[EXERCISE DIRECTIONS] In the data below, how many lines contain the string "MappingFiles"? Give only the number.

[RECORDS PROVIDED]
++++++
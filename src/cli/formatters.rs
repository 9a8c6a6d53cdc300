//! Output formatting module for CLI display
//!
//! Handlers compute summaries; this module turns them into terminal text.

use colored::Colorize;
use tabled::{
    settings::{object::Columns, Alignment, Modify, Style},
    Table, Tabled,
};

use crate::importers::{BatchOutcome, SkippedDocument};
use crate::mapping::generator::GenerateSummary;
use crate::mapping::review::ReviewSummary;
use crate::mapping::sanitizer::{SanitizeReport, MANUAL_REVIEW};

#[derive(Tabled)]
struct CountRow {
    #[tabled(rename = "Item")]
    item: String,
    #[tabled(rename = "Total")]
    total: usize,
}

fn count_table(rows: Vec<(&str, usize)>) -> String {
    let rows: Vec<CountRow> = rows
        .into_iter()
        .map(|(item, total)| CountRow {
            item: item.to_string(),
            total,
        })
        .collect();
    Table::new(rows)
        .with(Style::rounded())
        .with(Modify::new(Columns::new(1..)).with(Alignment::right()))
        .to_string()
}

pub fn format_batch_summary(outcome: &BatchOutcome) -> String {
    let mut out = count_table(vec![
        ("Documentos processados", outcome.processed),
        ("Documentos com falha", outcome.failed),
        ("Documentos ignorados", outcome.ignored),
        ("Operações extraídas", outcome.transactions.len()),
    ]);
    out.push('\n');
    out.push_str(&format_skipped(&outcome.skipped));
    if outcome.interrupted {
        out.push_str(&format!(
            "{} Interrupted: results cover only the documents finished before the stop\n",
            "⚠".yellow().bold()
        ));
    }
    out
}

pub fn format_skipped(skipped: &[SkippedDocument]) -> String {
    let mut out = String::new();
    for doc in skipped {
        out.push_str(&format!("{} {}: {}\n", "✗".red().bold(), doc.name, doc.reason.dimmed()));
    }
    out
}

pub fn format_generate_summary(summary: &GenerateSummary) -> String {
    count_table(vec![
        ("Descrições analisadas", summary.total),
        ("Já mapeadas", summary.existing),
        ("Encontradas na B3", summary.from_lookup),
        ("Geradas por heurística", summary.from_heuristic),
        ("Opções", summary.options),
        ("Sem mapeamento", summary.unmapped),
    ])
}

pub fn format_sanitize_report(report: &SanitizeReport) -> String {
    #[derive(Tabled)]
    struct IssueRow {
        #[tabled(rename = "Descrição")]
        description: String,
        #[tabled(rename = "Ticker Atual")]
        ticker: String,
        #[tabled(rename = "Sugestão")]
        suggestion: String,
    }

    if report.issues.is_empty() {
        return format!(
            "{} All {} mapping(s) look valid\n",
            "✓".green().bold(),
            report.checked
        );
    }

    let mut out = String::new();
    for (reason, issues) in &report.issues {
        out.push_str(&format!("\n{} ({})\n", reason.yellow().bold(), issues.len()));
        let rows: Vec<IssueRow> = issues
            .iter()
            .map(|issue| IssueRow {
                description: issue.description.clone(),
                ticker: issue.ticker.clone(),
                suggestion: issue.suggestion.clone().unwrap_or_else(|| MANUAL_REVIEW.to_string()),
            })
            .collect();
        out.push_str(&Table::new(rows).with(Style::rounded()).to_string());
        out.push('\n');
    }
    out.push_str(&format!(
        "\n{} of {} mapping(s) need attention\n",
        report.issue_count(),
        report.checked
    ));
    out
}

pub fn format_review_summary(summary: &ReviewSummary) -> String {
    let mut out = count_table(vec![
        ("Importadas", summary.imported),
        ("Já existentes", summary.skipped),
        ("Pendentes", summary.pending),
    ]);
    out.push('\n');
    for (description, existing, reviewed) in &summary.conflicts {
        out.push_str(&format!(
            "{} {}: kept {} (reviewed {})\n",
            "⚠".yellow().bold(),
            description,
            existing,
            reviewed
        ));
    }
    out
}

#[cfg(test)]
mod tests {
    use super::*;
    use crate::mapping::sanitizer::Issue;

    #[test]
    fn batch_summary_lists_counts_and_skips() {
        colored::control::set_override(false);
        let outcome = BatchOutcome {
            processed: 2,
            failed: 1,
            skipped: vec![SkippedDocument {
                name: "quebrado.pdf".to_string(),
                reason: "not a PDF".to_string(),
            }],
            interrupted: true,
            ..BatchOutcome::default()
        };
        let text = format_batch_summary(&outcome);
        assert!(text.contains("Documentos processados"));
        assert!(text.contains("quebrado.pdf: not a PDF"));
        assert!(text.contains("Interrupted"));
    }

    #[test]
    fn sanitize_report_groups_by_reason() {
        colored::control::set_override(false);
        let mut report = SanitizeReport {
            checked: 3,
            ..SanitizeReport::default()
        };
        report.issues.insert(
            "PN deve terminar em 4".to_string(),
            vec![Issue {
                description: "ITAUSA PN N1".to_string(),
                ticker: "ITSA3".to_string(),
                suggestion: Some("ITSA4".to_string()),
            }],
        );
        let text = format_sanitize_report(&report);
        assert!(text.contains("PN deve terminar em 4 (1)"));
        assert!(text.contains("ITSA4"));
        assert!(text.contains("1 of 3"));
    }
}
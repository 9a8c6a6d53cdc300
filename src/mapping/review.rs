// Review - pull manually filled entries from the unmapped store
//
// The analyst fills `DESCRICAO=TICKER` lines in the unmapped file. Filled
// lines move to the main mapping; keys already mapped keep their value.

use anyhow::{Context, Result};
use std::fs;
use tracing::{info, warn};

use super::MappingFiles;
use crate::tickers::mapping::{decode_properties, property_lines, MAPPING_HEADER, UNMAPPED_HEADER};
use crate::tickers::TickerMapping;

#[derive(Debug, Clone, Default, PartialEq, Eq)]
pub struct ReviewSummary {
    pub imported: usize,
    /// Filled entries whose key was already mapped (same value or conflict).
    pub skipped: usize,
    pub conflicts: Vec<(String, String, String)>,
    /// Entries still waiting for a ticker.
    pub pending: usize,
}

/// Import filled entries and rewrite both files when something was imported.
pub fn review(files: &MappingFiles) -> Result<ReviewSummary> {
    let mut summary = ReviewSummary::default();
    if !files.unmapped.exists() {
        info!("No unmapped file at {:?}, nothing to review", files.unmapped);
        return Ok(summary);
    }

    let bytes = fs::read(&files.unmapped)
        .with_context(|| format!("Failed to read unmapped file {:?}", files.unmapped))?;
    let content = decode_properties(&bytes);

    let mut mapping = TickerMapping::load(&files.mapping)?;
    let mut pending = TickerMapping::new();

    for (description, ticker) in property_lines(&content) {
        if ticker.is_empty() {
            pending.insert(description, ticker);
            continue;
        }

        let ticker = ticker.to_uppercase();
        match mapping.get(&description) {
            Some(existing) if existing == ticker => summary.skipped += 1,
            Some(existing) => {
                warn!(
                    "Keeping {}={} (reviewed value {} ignored)",
                    description, existing, ticker
                );
                summary
                    .conflicts
                    .push((description.clone(), existing.to_string(), ticker));
                summary.skipped += 1;
            }
            None => {
                mapping.insert(description, ticker);
                summary.imported += 1;
            }
        }
    }
    summary.pending = pending.len();

    if summary.imported > 0 {
        mapping.persist(&files.mapping, MAPPING_HEADER)?;
        pending.persist(&files.unmapped, UNMAPPED_HEADER)?;
    }

    info!(
        "Review: {} imported, {} skipped, {} pending",
        summary.imported, summary.skipped, summary.pending
    );
    Ok(summary)
}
++++++
[ANSWER FOR THIS EXERCISE] 2